An exact transcription of all the entries below is required.
-------
use std::collections::BTreeMap;
use std::sync::{Arc, Mutex, PoisonError};

use anyhow::anyhow;
use async_trait::async_trait;
use cancelkit_app::{
    Analytics, Collaborators, ExperimentOracle, LegacySiteList, Navigator, NoticeOptions,
    Notices, PurchaseStore, SiteSelection, SiteStore, SurveyReceipt, SurveyTransport, TrackEvent,
};
use cancelkit_core::config::StaticExperiments;
use cancelkit_core::purchase::{Purchase, PurchaseId, UserId};
use cancelkit_core::site::{Site, SiteId};
use cancelkit_core::submission::SurveySubmission;
use tracing::debug;

use crate::scenario::TransportScript;

#[derive(Debug, Clone, PartialEq, Eq)]
pub struct HostEntry {
    pub channel: &'static str,
    pub detail: String,
}

/// In-memory collaborators for walking a scenario without a backend.
pub struct InMemoryHost {
    purchase: Mutex<Purchase>,
    script: TransportScript,
    experiments: StaticExperiments,
    entries: Mutex<Vec<HostEntry>>,
    events: Mutex<Vec<TrackEvent>>,
}

impl InMemoryHost {
    pub fn new(
        purchase: Purchase,
        script: TransportScript,
        experiments: BTreeMap<String, String>,
    ) -> Self {
        Self {
            purchase: Mutex::new(purchase),
            script,
            experiments: StaticExperiments::new(experiments),
            entries: Mutex::new(Vec::new()),
            events: Mutex::new(Vec::new()),
        }
    }

    pub fn collaborators(self: &Arc<Self>) -> Collaborators {
        Collaborators {
            purchases: self.clone(),
            surveys: self.clone(),
            experiments: self.clone(),
            notices: self.clone(),
            legacy_sites: self.clone(),
            sites: self.clone(),
            selection: self.clone(),
            navigator: self.clone(),
            analytics: self.clone(),
        }
    }

    pub fn entries(&self) -> Vec<HostEntry> {
        self.entries
            .lock()
            .unwrap_or_else(PoisonError::into_inner)
            .clone()
    }

    pub fn events(&self) -> Vec<TrackEvent> {
        self.events
            .lock()
            .unwrap_or_else(PoisonError::into_inner)
            .clone()
    }

    fn log(&self, channel: &'static str, detail: String) {
        self.entries
            .lock()
            .unwrap_or_else(PoisonError::into_inner)
            .push(HostEntry { channel, detail });
    }
}

#[async_trait]
impl PurchaseStore for InMemoryHost {
    async fn remove_purchase(
        &self,
        purchase_id: PurchaseId,
        user_id: UserId,
    ) -> anyhow::Result<()> {
        self.log(
            "remove",
            format!("purchase {purchase_id} for user {user_id}"),
        );

        let Some(error) = self.script.removal_error.clone() else {
            return Ok(());
        };

        if let Some(attached) = self.script.attached_error.clone() {
            self.purchase
                .lock()
                .unwrap_or_else(PoisonError::into_inner)
                .error = Some(attached);
        }
        Err(anyhow!(error))
    }

    fn purchase(&self, purchase_id: PurchaseId) -> Option<Purchase> {
        let purchase = self
            .purchase
            .lock()
            .unwrap_or_else(PoisonError::into_inner)
            .clone();
        (purchase.id == purchase_id).then_some(purchase)
    }
}

#[async_trait]
impl SurveyTransport for InMemoryHost {
    async fn submit(
        &self,
        survey_id: &str,
        site_id: SiteId,
        submission: &SurveySubmission,
    ) -> anyhow::Result<SurveyReceipt> {
        let payload = submission
            .to_json()
            .map(|value| value.to_string())
            .unwrap_or_else(|error| format!("<unserializable: {error}>"));
        debug!(survey_id, site_id, "survey received");
        self.log("survey", format!("{survey_id} site {site_id}: {payload}"));

        if let Some(error) = self.script.survey_error.clone() {
            return Err(anyhow!(error));
        }
        Ok(match self.script.survey_rejection.clone() {
            Some(err) => SurveyReceipt::rejected(err),
            None => SurveyReceipt::accepted(),
        })
    }
}

impl ExperimentOracle for InMemoryHost {
    fn variant(&self, name: &str) -> Option<String> {
        self.experiments.variant(name).map(str::to_string)
    }
}

impl Notices for InMemoryHost {
    fn success(&self, message: &str, options: NoticeOptions) {
        let suffix = if options.persistent {
            " (persistent)"
        } else {
            ""
        };
        self.log("notice.success", format!("{message}{suffix}"));
    }

    fn error(&self, message: &str) {
        self.log("notice.error", message.to_string());
    }
}

impl LegacySiteList for InMemoryHost {
    fn receive_deleted_site(&self, site: &Site) {
        self.log("sites-list.deleted", site.domain.clone());
    }
}

impl SiteStore for InMemoryHost {
    fn receive_deleted_site(&self, site: &Site) {
        self.log("sites.deleted", site.domain.clone());
    }
}

impl SiteSelection for InMemoryHost {
    fn select_all_sites(&self) {
        self.log("selection", "all sites".to_string());
    }
}

impl Navigator for InMemoryHost {
    fn navigate(&self, path: &str) {
        self.log("navigate", path.to_string());
    }
}

impl Analytics for InMemoryHost {
    fn record(&self, event: TrackEvent) {
        self.events
            .lock()
            .unwrap_or_else(PoisonError::into_inner)
            .push(event);
    }
}
use crate::purchase::Purchase;
use crate::survey::TOO_HARD;

pub const CONCIERGE_EXPERIMENT: &str = "conciergeOfferOnCancel";
pub const SHOW_CONCIERGE_OFFER: &str = "showConciergeOffer";

/// Number of steps in the removal survey.
#[derive(Debug, Clone, Copy, PartialEq, Eq, Default)]
pub enum FinalStep {
    #[default]
    Two,
    Three,
}

impl FinalStep {
    pub fn as_step(self) -> u8 {
        match self {
            Self::Two => 2,
            Self::Three => 3,
        }
    }
}

/// Decides survey length from the purchase, the current first answer and the
/// concierge experiment bucket. Callers re-run this on every advance so a
/// changed first answer can lengthen or shorten the survey mid-flow.
pub fn compute_final_step(
    purchase: Option<&Purchase>,
    first_answer: Option<&str>,
    experiment_variant: Option<&str>,
) -> FinalStep {
    let Some(purchase) = purchase else {
        return FinalStep::Two;
    };

    if purchase.is_business()
        && first_answer == Some(TOO_HARD)
        && experiment_variant == Some(SHOW_CONCIERGE_OFFER)
    {
        FinalStep::Three
    } else {
        FinalStep::Two
    }
}
use serde::{Deserialize, Serialize};
use time::OffsetDateTime;

pub type PurchaseId = u64;
pub type UserId = u64;

#[derive(Debug, Clone, Copy, PartialEq, Eq, Deserialize, Serialize)]
#[serde(rename_all = "kebab-case")]
pub enum ProductKind {
    DomainRegistration,
    Plan,
    AddOn,
}

#[derive(Debug, Clone, Copy, PartialEq, Eq, Default, Deserialize, Serialize)]
#[serde(rename_all = "lowercase")]
pub enum PlanTier {
    #[default]
    Standard,
    Business,
}

/// A billable item as supplied by the purchases store. Read-only to the flow.
#[derive(Debug, Clone, PartialEq, Eq, Deserialize, Serialize)]
pub struct Purchase {
    pub id: PurchaseId,
    pub product_slug: String,
    pub product_name: String,
    pub kind: ProductKind,
    #[serde(default)]
    pub tier: PlanTier,
    #[serde(default)]
    pub included_domain: Option<String>,
    #[serde(default = "default_removable")]
    pub removable: bool,
    #[serde(default, with = "time::serde::rfc3339::option")]
    pub subscribed_at: Option<OffsetDateTime>,
    /// Last error the store attached after a failed operation on this item.
    #[serde(default)]
    pub error: Option<String>,
}

fn default_removable() -> bool {
    true
}

impl Purchase {
    pub fn is_domain_registration(&self) -> bool {
        self.kind == ProductKind::DomainRegistration
    }

    pub fn is_plan(&self) -> bool {
        self.kind == ProductKind::Plan
    }

    pub fn is_business(&self) -> bool {
        self.tier == PlanTier::Business
    }

    pub fn has_included_domain(&self) -> bool {
        self.included_domain
            .as_deref()
            .is_some_and(|domain| !domain.trim().is_empty())
    }
}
-------
● Written reply
use std::collections::BTreeMap;
use std::sync::{Arc, Mutex, PoisonError};

use anyhow::anyhow;
use async_trait::async_trait;
use cancelkit_app::{
    Analytics, Collaborators, ExperimentOracle, LegacySiteList, Navigator, NoticeOptions,
    Notices, PurchaseStore, SiteSelection, SiteStore, SurveyReceipt, SurveyTransport, TrackEvent,
};
use cancelkit_core::config::StaticExperiments;
use cancelkit_core::purchase::{Purchase, PurchaseId, UserId};
use cancelkit_core::site::{Site, SiteId};
use cancelkit_core::submission::SurveySubmission;
use tracing::debug;

use crate::scenario::TransportScript;

#[derive(Debug, Clone, PartialEq, Eq)]
pub struct HostEntry {
    pub channel: &'static str,
    pub detail: String,
}

/// In-memory collaborators for walking a scenario without a backend.
pub struct InMemoryHost {
    purchase: Mutex<Purchase>,
    script: TransportScript,
    experiments: StaticExperiments,
    entries: Mutex<Vec<HostEntry>>,
    events: Mutex<Vec<TrackEvent>>,
}

impl InMemoryHost {
    pub fn new(
        purchase: Purchase,
        script: TransportScript,
        experiments: BTreeMap<String, String>,
    ) -> Self {
        Self {
            purchase: Mutex::new(purchase),
            script,
            experiments: StaticExperiments::new(experiments),
            entries: Mutex::new(Vec::new()),
            events: Mutex::new(Vec::new()),
        }
    }

    pub fn collaborators(self: &Arc<Self>) -> Collaborators {
        Collaborators {
            purchases: self.clone(),
            surveys: self.clone(),
            experiments: self.clone(),
            notices: self.clone(),
            legacy_sites: self.clone(),
            sites: self.clone(),
            selection: self.clone(),
            navigator: self.clone(),
            analytics: self.clone(),
        }
    }

    pub fn entries(&self) -> Vec<HostEntry> {
        self.entries
            .lock()
            .unwrap_or_else(PoisonError::into_inner)
            .clone()
    }

    pub fn events(&self) -> Vec<TrackEvent> {
        self.events
            .lock()
            .unwrap_or_else(PoisonError::into_inner)
            .clone()
    }

    fn log(&self, channel: &'static str, detail: String) {
        self.entries
            .lock()
            .unwrap_or_else(PoisonError::into_inner)
            .push(HostEntry { channel, detail });
    }
}

#[async_trait]
impl PurchaseStore for InMemoryHost {
    async fn remove_purchase(
        &self,
        purchase_id: PurchaseId,
        user_id: UserId,
    ) -> anyhow::Result<()> {
        self.log(
            "remove",
            format!("purchase {purchase_id} for user {user_id}"),
        );

        let Some(error) = self.script.removal_error.clone() else {
            return Ok(());
        };

        if let Some(attached) = self.script.attached_error.clone() {
            self.purchase
                .lock()
                .unwrap_or_else(PoisonError::into_inner)
                .error = Some(attached);
        }
        Err(anyhow!(error))
    }

    fn purchase(&self, purchase_id: PurchaseId) -> Option<Purchase> {
        let purchase = self
            .purchase
            .lock()
            .unwrap_or_else(PoisonError::into_inner)
            .clone();
        (purchase.id == purchase_id).then_some(purchase)
    }
}

#[async_trait]
impl SurveyTransport for InMemoryHost {
    async fn submit(
        &self,
        survey_id: &str,
        site_id: SiteId,
        submission: &SurveySubmission,
    ) -> anyhow::Result<SurveyReceipt> {
        let payload = submission
            .to_json()
            .map(|value| value.to_string())
            .unwrap_or_else(|error| format!("<unserializable: {error}>"));
        debug!(survey_id, site_id, "survey received");
        self.log("survey", format!("{survey_id} site {site_id}: {payload}"));

        if let Some(error) = self.script.survey_error.clone() {
            return Err(anyhow!(error));
        }
        Ok(match self.script.survey_rejection.clone() {
            Some(err) => SurveyReceipt::rejected(err),
            None => SurveyReceipt::accepted(),
        })
    }
}

impl ExperimentOracle for InMemoryHost {
    fn variant(&self, name: &str) -> Option<String> {
        self.experiments.variant(name).map(str::to_string)
    }
}

impl Notices for InMemoryHost {
    fn success(&self, message: &str, options: NoticeOptions) {
        let suffix = if options.persistent {
            " (persistent)"
        } else {
            ""
        };
        self.log("notice.success", format!("{message}{suffix}"));
    }

    fn error(&self, message: &str) {
        self.log("notice.error", message.to_string());
    }
}

impl LegacySiteList for InMemoryHost {
    fn receive_deleted_site(&self, site: &Site) {
        self.log("sites-list.deleted", site.domain.clone());
    }
}

impl SiteStore for InMemoryHost {
    fn receive_deleted_site(&self, site: &Site) {
        self.log("sites.deleted", site.domain.clone());
    }
}

impl SiteSelection for InMemoryHost {
    fn select_all_sites(&self) {
        self.log("selection", "all sites".to_string());
    }
}

impl Navigator for InMemoryHost {
    fn navigate(&self, path: &str) {
        self.log("navigate", path.to_string());
    }
}

impl Analytics for InMemoryHost {
    fn record(&self, event: TrackEvent) {
        self.events
            .lock()
            .unwrap_or_else(PoisonError::into_inner)
            .push(event);
    }
}
use crate::purchase::Purchase;
use crate::survey::TOO_HARD;

pub const CONCIERGE_EXPERIMENT: &str = "conciergeOfferOnCancel";
pub const SHOW_CONCIERGE_OFFER: &str = "showConciergeOffer";

/// Number of steps in the removal survey.
#[derive(Debug, Clone, Copy, PartialEq, Eq, Default)]
pub enum FinalStep {
    #[default]
    Two,
    Three,
}

impl FinalStep {
    pub fn as_step(self) -> u8 {
        match self {
            Self::Two => 2,
            Self::Three => 3,
        }
    }
}

/// Decides survey length from the purchase, the current first answer and the
/// concierge experiment bucket. Callers re-run this on every advance so a
/// changed first answer can lengthen or shorten the survey mid-flow.
pub fn compute_final_step(
    purchase: Option<&Purchase>,
    first_answer: Option<&str>,
    experiment_variant: Option<&str>,
) -> FinalStep {
    let Some(purchase) = purchase else {
        return FinalStep::Two;
    };

    if purchase.is_business()
        && first_answer == Some(TOO_HARD)
        && experiment_variant == Some(SHOW_CONCIERGE_OFFER)
    {
        FinalStep::Three
    } else {
        FinalStep::Two
    }
}
use serde::{Deserialize, Serialize};
use time::OffsetDateTime;

pub type PurchaseId = u64;
pub type UserId = u64;

#[derive(Debug, Clone, Copy, PartialEq, Eq, Deserialize, Serialize)]
#[serde(rename_all = "kebab-case")]
pub enum ProductKind {
    DomainRegistration,
    Plan,
    AddOn,
}

#[derive(Debug, Clone, Copy, PartialEq, Eq, Default, Deserialize, Serialize)]
#[serde(rename_all = "lowercase")]
pub enum PlanTier {
    #[default]
    Standard,
    Business,
}

/// A billable item as supplied by the purchases store. Read-only to the flow.
#[derive(Debug, Clone, PartialEq, Eq, Deserialize, Serialize)]
pub struct Purchase {
    pub id: PurchaseId,
    pub product_slug: String,
    pub product_name: String,
    pub kind: ProductKind,
    #[serde(default)]
    pub tier: PlanTier,
    #[serde(default)]
    pub included_domain: Option<String>,
    #[serde(default = "default_removable")]
    pub removable: bool,
    #[serde(default, with = "time::serde::rfc3339::option")]
    pub subscribed_at: Option<OffsetDateTime>,
    /// Last error the store attached after a failed operation on this item.
    #[serde(default)]
    pub error: Option<String>,
}

fn default_removable() -> bool {
    true
}

impl Purchase {
    pub fn is_domain_registration(&self) -> bool {
        self.kind == ProductKind::DomainRegistration
    }

    pub fn is_plan(&self) -> bool {
        self.kind == ProductKind::Plan
    }

    pub fn is_business(&self) -> bool {
        self.tier == PlanTier::Business
    }

    pub fn has_included_domain(&self) -> bool {
        self.included_domain
            .as_deref()
            .is_some_and(|domain| !domain.trim().is_empty())
    }
}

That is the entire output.